/---
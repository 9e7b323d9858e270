//! 请求分发
//!
//! 每个服务挂载在 `/<package>.<service>/*` 下，请求体按原始字节交给 `RpcHandler`。
//! 处理器中的 panic 会被捕获并转换为 `Status::internal`。

use super::service_info::{RpcHandler, ServiceInfo};
use crate::client::BytesCodec;
use bytes::Bytes;
use futures::FutureExt;
use futures::future::BoxFuture;
use std::any::Any;
use std::convert::Infallible;
use std::panic::AssertUnwindSafe;
use std::sync::Arc;
use std::task::{Context, Poll};
use std::time::Instant;
use tonic::server::{Grpc, UnaryService};
use tonic::service::Routes;
use tonic::{Request, Response, Status};
use tracing::{debug, error};

/// 为所有服务构建路由
pub(crate) fn build_routes(services: &[ServiceInfo]) -> Routes {
    let mut router = axum::Router::new();
    for service in services {
        let path = format!("/{}/{{*method}}", service.key());
        router = router.route_service(&path, ServiceDispatcher::new(service));
    }
    Routes::from(router)
}

#[derive(Clone)]
struct ServiceDispatcher {
    service: ServiceInfo,
}

impl ServiceDispatcher {
    fn new(service: &ServiceInfo) -> Self {
        Self {
            service: service.clone(),
        }
    }
}

impl tower::Service<http::Request<axum::body::Body>> for ServiceDispatcher {
    type Response = http::Response<tonic::body::Body>;
    type Error = Infallible;
    type Future = BoxFuture<'static, Result<Self::Response, Self::Error>>;

    fn poll_ready(&mut self, _cx: &mut Context<'_>) -> Poll<Result<(), Self::Error>> {
        Poll::Ready(Ok(()))
    }

    fn call(&mut self, req: http::Request<axum::body::Body>) -> Self::Future {
        let path = req.uri().path().to_string();
        let method = path.rsplit('/').next().unwrap_or_default().to_string();

        if !self.service.declares(&method) {
            let status = Status::unimplemented(format!("method {} is not declared", path));
            return Box::pin(async move { Ok(status.into_http()) });
        }

        let call = UnaryCall {
            path,
            method,
            handler: self.service.handler.clone(),
        };
        Box::pin(async move {
            let mut grpc = Grpc::new(BytesCodec);
            Ok(grpc.unary(call, req).await)
        })
    }
}

struct UnaryCall {
    path: String,
    method: String,
    handler: Arc<dyn RpcHandler>,
}

impl UnaryService<Bytes> for UnaryCall {
    type Response = Bytes;
    type Future = BoxFuture<'static, Result<Response<Bytes>, Status>>;

    fn call(&mut self, request: Request<Bytes>) -> Self::Future {
        let handler = self.handler.clone();
        let path = self.path.clone();
        let method = self.method.clone();

        Box::pin(async move {
            let start = Instant::now();
            let outcome = AssertUnwindSafe(handler.call(&method, request))
                .catch_unwind()
                .await;

            let result = match outcome {
                Ok(result) => result,
                Err(panic) => {
                    error!(method = %path, panic = %panic_message(&panic), "❌ Handler panicked");
                    Err(Status::internal(format!("internal error while handling {}", path)))
                }
            };

            debug!(
                method = %path,
                duration_ms = start.elapsed().as_millis() as u64,
                code = ?result.as_ref().err().map(|s| s.code()),
                "gRPC request handled"
            );
            result
        })
    }
}

fn panic_message(panic: &Box<dyn Any + Send>) -> String {
    if let Some(msg) = panic.downcast_ref::<&str>() {
        msg.to_string()
    } else if let Some(msg) = panic.downcast_ref::<String>() {
        msg.clone()
    } else {
        "unknown panic".to_string()
    }
}
//! 注册中心数据模型

use serde::{Deserialize, Serialize};
use std::collections::BTreeMap;
use std::collections::hash_map::DefaultHasher;
use std::hash::{Hash, Hasher};

/// 服务定义
///
/// 一次注册事件中 `nodes` 通常只有一个元素。
#[derive(Debug, Clone, Default, PartialEq, Eq, Hash, Serialize, Deserialize)]
pub struct Service {
    /// 服务名（全局唯一的逻辑标识）
    pub name: String,
    /// 服务版本
    #[serde(default)]
    pub version: String,
    /// 服务级别元数据
    #[serde(default)]
    pub metadata: BTreeMap<String, String>,
    /// 声明的 RPC 方法，仅作描述
    #[serde(default)]
    pub endpoints: Vec<Endpoint>,
    /// 服务实例
    #[serde(default)]
    pub nodes: Vec<Node>,
}

impl Service {
    pub fn new(name: impl Into<String>) -> Self {
        Self {
            name: name.into(),
            ..Default::default()
        }
    }

    pub fn with_version(mut self, version: impl Into<String>) -> Self {
        self.version = version.into();
        self
    }

    pub fn with_metadata(mut self, key: impl Into<String>, value: impl Into<String>) -> Self {
        self.metadata.insert(key.into(), value.into());
        self
    }

    pub fn with_endpoint(mut self, endpoint: Endpoint) -> Self {
        self.endpoints.push(endpoint);
        self
    }

    pub fn with_node(mut self, node: Node) -> Self {
        self.nodes.push(node);
        self
    }

    /// 第一个实例
    pub fn first_node(&self) -> Option<&Node> {
        self.nodes.first()
    }

    /// 服务定义的结构化哈希，相同内容总是得到相同的值
    pub fn fingerprint(&self) -> u64 {
        let mut hasher = DefaultHasher::new();
        self.hash(&mut hasher);
        hasher.finish()
    }
}

/// 服务实例
#[derive(Debug, Clone, Default, PartialEq, Eq, Hash, Serialize, Deserialize)]
pub struct Node {
    /// 实例 ID，约定格式 `<serviceName>:<host>:<port>`，同时作为注销键
    pub id: String,
    /// `host:port`
    pub address: String,
    /// 实例级别标签（如灰度标记）
    #[serde(default)]
    pub metadata: BTreeMap<String, String>,
}

impl Node {
    pub fn new(id: impl Into<String>, address: impl Into<String>) -> Self {
        Self {
            id: id.into(),
            address: address.into(),
            metadata: BTreeMap::new(),
        }
    }

    pub fn with_metadata(mut self, key: impl Into<String>, value: impl Into<String>) -> Self {
        self.metadata.insert(key.into(), value.into());
        self
    }
}

/// RPC 方法描述
#[derive(Debug, Clone, Default, PartialEq, Eq, Hash, Serialize, Deserialize)]
pub struct Endpoint {
    pub name: String,
    #[serde(default)]
    pub request: Option<Value>,
    #[serde(default)]
    pub response: Option<Value>,
    #[serde(default)]
    pub metadata: BTreeMap<String, String>,
}

impl Endpoint {
    pub fn new(name: impl Into<String>) -> Self {
        Self {
            name: name.into(),
            ..Default::default()
        }
    }
}

/// 请求/响应类型描述
#[derive(Debug, Clone, Default, PartialEq, Eq, Hash, Serialize, Deserialize)]
pub struct Value {
    pub name: String,
    #[serde(rename = "type")]
    pub value_type: String,
    #[serde(default)]
    pub values: Vec<Value>,
}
\---
## Work request
The string "endpoints" may occur on several lines of the listing; state how many such lines there are, giving the number only.

## Completed exercise
2